Featured Museum Exhibit – Lincoln and Jarvis School

The King’s Quarter of Charlotte Amalie, St. Thomas, referred to as “Upstreet” was established around 1764-1765. This historic neighborhood was initially called New Town or East Savan. Its historic footprint of 18th and 19th century private and government buildings and open spaces evolved over the last 250 years. It included the Hospital, School, Theater, Cricket/Parade Grounds, Churches, Cemeteries, Agricultural Grounds and a Public Square and Park.

In the Danish West Indies

The Jarvis School Building was built in the 1860s as a Military Hospital. Constructed by native masons and craftsmen, it later became a Communal School. – National Archives photo

Inside the classroom

Desks, slate boards and jalousie windows in Danish and early 20th century American era classrooms. After the 1917 Transfer and during the Naval Administration the school was named the Abraham Lincoln School. – National Archives photo

Learning about the world

Students in Charlotte Amalie with their teachers during the Danish West Indies era.
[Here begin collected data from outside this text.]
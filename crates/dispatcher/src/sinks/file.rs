//! FileSink - appends events to a JSON Lines file

use contracts::{CaptureError, DataSink, DatasetEvent};
use std::collections::HashMap;
use std::fs::{self, File, OpenOptions};
use std::io::{self, BufWriter, Write};
use std::path::PathBuf;
use tracing::{debug, error, instrument};

use crate::error::DispatcherError;

/// Configuration for FileSink
#[derive(Debug, Clone)]
pub struct FileSinkConfig {
    /// Output file, one event per line
    pub path: PathBuf,

    /// Append to an existing file instead of truncating it
    pub append: bool,
}

impl FileSinkConfig {
    /// Create config from the params of sink `sink` (`path`, optional `append`)
    pub fn from_params(sink: &str, params: &HashMap<String, String>) -> Result<Self, DispatcherError> {
        let path = params
            .get("path")
            .map(PathBuf::from)
            .ok_or_else(|| DispatcherError::missing_param(sink, "path"))?;
        let append = match params.get("append").map(|value| value.to_ascii_lowercase()) {
            None => false,
            Some(value) if value == "true" => true,
            Some(value) if value == "false" => false,
            Some(value) => return Err(DispatcherError::invalid_param(sink, "append", value)),
        };

        Ok(Self { path, append })
    }
}

/// Sink that writes each event as a JSON line
pub struct FileSink {
    name: String,
    config: FileSinkConfig,
    writer: Option<BufWriter<File>>,
    lines: u64,
}

impl FileSink {
    /// Create a new FileSink, creating parent directories as needed
    pub fn new(name: impl Into<String>, config: FileSinkConfig) -> Result<Self, DispatcherError> {
        let name = name.into();
        let file = Self::open(&config).map_err(|source| DispatcherError::OpenOutput {
            sink: name.clone(),
            path: config.path.clone(),
            source,
        })?;

        Ok(Self {
            name,
            config,
            writer: Some(BufWriter::new(file)),
            lines: 0,
        })
    }

    /// Create from the params of a configured sink
    pub fn from_params(name: &str, params: &HashMap<String, String>) -> Result<Self, DispatcherError> {
        let config = FileSinkConfig::from_params(name, params)?;
        Self::new(name, config)
    }

    fn open(config: &FileSinkConfig) -> io::Result<File> {
        if let Some(parent) = config.path.parent() {
            if !parent.as_os_str().is_empty() {
                fs::create_dir_all(parent)?;
            }
        }
        OpenOptions::new()
            .create(true)
            .write(true)
            .append(config.append)
            .truncate(!config.append)
            .open(&config.path)
    }

    pub fn path(&self) -> &PathBuf {
        &self.config.path
    }

    fn write_line(&mut self, event: &DatasetEvent) -> io::Result<()> {
        let writer = self
            .writer
            .as_mut()
            .ok_or_else(|| io::Error::new(io::ErrorKind::BrokenPipe, "sink is closed"))?;
        serde_json::to_writer(&mut *writer, event)?;
        writer.write_all(b"\n")?;
        self.lines += 1;
        Ok(())
    }

    fn map_err(&self, e: io::Error) -> CaptureError {
        error!(sink = %self.name, path = %self.config.path.display(), error = %e, "Write failed");
        CaptureError::sink_write(&self.name, e.to_string())
    }
}

impl DataSink for FileSink {
    fn name(&self) -> &str {
        &self.name
    }

    #[instrument(
        name = "file_sink_write",
        skip(self, event),
        fields(sink = %self.name, event = event.kind())
    )]
    async fn write(&mut self, event: &DatasetEvent) -> Result<(), CaptureError> {
        self.write_line(event).map_err(|e| self.map_err(e))
    }

    #[instrument(name = "file_sink_flush", skip(self))]
    async fn flush(&mut self) -> Result<(), CaptureError> {
        match self.writer.as_mut() {
            Some(writer) => writer.flush().map_err(|e| self.map_err(e)),
            None => Ok(()),
        }
    }

    #[instrument(name = "file_sink_close", skip(self))]
    async fn close(&mut self) -> Result<(), CaptureError> {
        if let Some(mut writer) = self.writer.take() {
            writer.flush().map_err(|e| self.map_err(e))?;
        }
        debug!(sink = %self.name, lines = self.lines, "FileSink closed");
        Ok(())
    }
}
The school, which was a part of the Virgin Islands school system until the late 20th century, was eventually named for revered Virgin Islands educator J. Antonio Jarvis who was a teacher and principal when it was known as the Abraham Lincoln School. – National Archives photo.
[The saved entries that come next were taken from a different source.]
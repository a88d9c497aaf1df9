//! CaptureBlueprint - Config Loader 输出
//!
//! 描述一次采集运行：仿真时钟、传感器、标注/指标定义、输出路由。

use serde::{Deserialize, Serialize};
use std::collections::HashMap;

use crate::{AnnotationDefinition, CaptureTriggerMode, MetricDefinition, SensorDefinition};

/// 配置版本
#[derive(Debug, Clone, Copy, PartialEq, Eq, Default, Serialize, Deserialize)]
pub enum ConfigVersion {
    #[default]
    V1,
}

/// 完整的采集配置蓝图
#[derive(Debug, Clone, Serialize, Deserialize)]
pub struct CaptureBlueprint {
    /// 配置版本
    #[serde(default)]
    pub version: ConfigVersion,

    /// 仿真时钟设置
    #[serde(default)]
    pub simulation: SimulationConfig,

    /// 传感器列表
    #[serde(default)]
    pub sensors: Vec<SensorConfig>,

    /// 标注定义
    #[serde(default)]
    pub annotation_definitions: Vec<AnnotationDefinition>,

    /// 指标定义
    #[serde(default)]
    pub metric_definitions: Vec<MetricDefinition>,

    /// 输出路由配置
    #[serde(default)]
    pub sinks: Vec<SinkConfig>,
}

/// 仿真时钟设置
#[derive(Debug, Clone, Serialize, Deserialize)]
pub struct SimulationConfig {
    /// 无传感器请求时使用的帧间隔 (秒)
    #[serde(default = "default_delta_time")]
    pub default_delta_time: f64,

    /// 每个 sequence 的帧数 (0 = 单一 sequence)
    #[serde(default)]
    pub frames_per_sequence: u64,

    /// 运行的 sequence 数量
    #[serde(default = "default_sequences")]
    pub sequences: u64,

    /// 最大帧数 (0 = 不限制)
    #[serde(default)]
    pub max_frames: u64,
}

impl Default for SimulationConfig {
    fn default() -> Self {
        Self {
            default_delta_time: default_delta_time(),
            frames_per_sequence: 0,
            sequences: default_sequences(),
            max_frames: 0,
        }
    }
}

fn default_delta_time() -> f64 {
    1.0 / 60.0
}

fn default_sequences() -> u64 {
    1
}

/// 传感器配置
#[derive(Debug, Clone, Serialize, Deserialize)]
pub struct SensorConfig {
    /// 唯一名称
    pub name: String,

    /// 调度策略
    #[serde(flatten)]
    pub definition: SensorDefinition,

    /// 模拟宿主对 manual 传感器发起请求的帧间隔 (仅 CLI 使用)
    #[serde(default, skip_serializing_if = "Option::is_none")]
    pub request_every_frames: Option<u64>,

    /// 每次采集时上报的标注定义 ID
    #[serde(default)]
    pub annotations: Vec<String>,

    /// 以异步方式上报的标注定义 ID
    #[serde(default)]
    pub async_annotations: Vec<String>,
}

impl SensorConfig {
    pub fn is_manual(&self) -> bool {
        self.definition.trigger_mode == CaptureTriggerMode::Manual
    }
}

/// Sink 输出配置
#[derive(Debug, Clone, Serialize, Deserialize)]
pub struct SinkConfig {
    /// Sink 名称
    pub name: String,

    /// Sink 类型
    pub sink_type: SinkType,

    /// 队列容量
    #[serde(default = "default_queue_capacity")]
    pub queue_capacity: usize,

    /// 类型特定参数
    #[serde(default)]
    pub params: HashMap<String, String>,
}

fn default_queue_capacity() -> usize {
    100
}

/// Sink 类型
#[derive(Debug, Clone, Copy, PartialEq, Eq, Serialize, Deserialize)]
#[serde(rename_all = "snake_case")]
pub enum SinkType {
    /// 日志输出
    Log,
    /// 文件输出 (JSON Lines)
    File,
}

impl CaptureBlueprint {
    pub fn sensor(&self, name: &str) -> Option<&SensorConfig> {
        self.sensors.iter().find(|sensor| sensor.name == name)
    }

    pub fn scheduled_sensors(&self) -> impl Iterator<Item = &SensorConfig> {
        self.sensors.iter().filter(|sensor| !sensor.is_manual())
    }

    /// 运行的总帧数上限
    pub fn frame_budget(&self) -> Option<u64> {
        let sim = &self.simulation;
        let by_sequence = if sim.frames_per_sequence > 0 {
            Some(sim.frames_per_sequence * sim.sequences.max(1))
        } else {
            None
        };
        let by_max = (sim.max_frames > 0).then_some(sim.max_frames);

        match (by_sequence, by_max) {
            (Some(a), Some(b)) => Some(a.min(b)),
            (a, b) => a.or(b),
        }
    }
}
//! Sensor and ego poses attached to a capture.

use nalgebra::{UnitQuaternion, Vector3};
use serde::{Deserialize, Serialize};

/// Position + rotation
#[derive(Debug, Clone, Copy, PartialEq, Serialize, Deserialize)]
pub struct Pose {
    pub position: Vector3<f64>,
    pub rotation: UnitQuaternion<f64>,
}

impl Pose {
    pub fn new(position: Vector3<f64>, rotation: UnitQuaternion<f64>) -> Self {
        Self { position, rotation }
    }

    pub fn identity() -> Self {
        Self {
            position: Vector3::zeros(),
            rotation: UnitQuaternion::identity(),
        }
    }
}

impl Default for Pose {
    fn default() -> Self {
        Self::identity()
    }
}

/// Poses of the ego and of the sensor relative to it
#[derive(Debug, Clone, Copy, Default, PartialEq, Serialize, Deserialize)]
pub struct SensorSpatialData {
    /// Ego pose in world space
    pub ego_pose: Pose,

    /// Sensor pose relative to the ego
    pub sensor_pose: Pose,

    #[serde(default, skip_serializing_if = "Option::is_none")]
    pub ego_velocity: Option<Vector3<f64>>,

    #[serde(default, skip_serializing_if = "Option::is_none")]
    pub ego_acceleration: Option<Vector3<f64>>,
}

impl SensorSpatialData {
    /// Build from world-space poses. Without an ego, the sensor is its own ego.
    pub fn from_world_poses(ego: Option<Pose>, sensor: Pose) -> Self {
        let ego = ego.unwrap_or(sensor);
        Self {
            ego_pose: ego,
            sensor_pose: Pose {
                position: sensor.position - ego.position,
                rotation: sensor.rotation * ego.rotation.inverse(),
            },
            ego_velocity: None,
            ego_acceleration: None,
        }
    }

    pub fn with_motion(
        mut self,
        velocity: Option<Vector3<f64>>,
        acceleration: Option<Vector3<f64>>,
    ) -> Self {
        self.ego_velocity = velocity;
        self.ego_acceleration = acceleration;
        self
    }
}

#[cfg(test)]
mod tests {
    use super::*;

    #[test]
    fn relative_pose_from_world_poses() {
        let ego = Pose::new(
            Vector3::new(10.0, 0.0, 0.0),
            UnitQuaternion::from_euler_angles(0.0, 0.0, 0.5),
        );
        let sensor = Pose::new(
            Vector3::new(12.0, 1.0, 1.5),
            UnitQuaternion::from_euler_angles(0.0, 0.0, 0.75),
        );

        let data = SensorSpatialData::from_world_poses(Some(ego), sensor);

        assert_eq!(data.ego_pose, ego);
        assert!((data.sensor_pose.position - Vector3::new(2.0, 1.0, 1.5)).norm() < 1e-12);
        assert!((data.sensor_pose.rotation.angle() - 0.25).abs() < 1e-9);
    }

    #[test]
    fn missing_ego_uses_sensor() {
        let sensor = Pose::new(Vector3::new(1.0, 2.0, 3.0), UnitQuaternion::identity());
        let data = SensorSpatialData::from_world_poses(None, sensor);
        assert_eq!(data.ego_pose, sensor);
        assert_eq!(data.sensor_pose.position, Vector3::zeros());
    }
}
The King’s Quarter continues to be an important mecca and corridor for health, education, government services, sports, parks, and arts and entertainment for residents and visitors.

The In Search of Identity project will restore the Jarvis School property and adjacent structures and lots for the establishment of an Arts and Cultural Corridor. It will include the former Lodge, residences and community theater.